MATERIAL PROVIDED

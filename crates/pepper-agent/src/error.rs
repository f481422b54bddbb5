use std::time::Duration;

use thiserror::Error;

#[derive(Debug, Error)]
pub enum SourceError {
    #[error("Telemetry source unavailable: {0}")]
    Unavailable(String),

    #[error("Failed to fetch {key}: {message}")]
    Fetch { key: String, message: String },
}

#[derive(Debug, Error)]
pub enum SampleError {
    #[error("Fetching {key} timed out after {timeout:?}")]
    Timeout { key: String, timeout: Duration },

    #[error(transparent)]
    Source(#[from] SourceError),
}

#[derive(Debug, Error)]
pub enum LifecycleError {
    #[error("Worker did not stop within {0:?}")]
    ShutdownTimedOut(Duration),

    #[error("Worker task join error: {0}")]
    Join(String),
}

WHAT THE TASK REQUIRES
Each line above is to be set down again verbatim.

REPLY
filename crates/pepper-agent/src/error.rs
repository f481422b54bddbb5
use std::time::Duration;

use thiserror::Error;

#[derive(Debug, Error)]
pub enum SourceError {
    #[error("Telemetry source unavailable: {0}")]
    Unavailable(String),

    #[error("Failed to fetch {key}: {message}")]
    Fetch { key: String, message: String },
}

#[derive(Debug, Error)]
pub enum SampleError {
    #[error("Fetching {key} timed out after {timeout:?}")]
    Timeout { key: String, timeout: Duration },

    #[error(transparent)]
    Source(#[from] SourceError),
}

#[derive(Debug, Error)]
pub enum LifecycleError {
    #[error("Worker did not stop within {0:?}")]
    ShutdownTimedOut(Duration),

    #[error("Worker task join error: {0}")]
    Join(String),
}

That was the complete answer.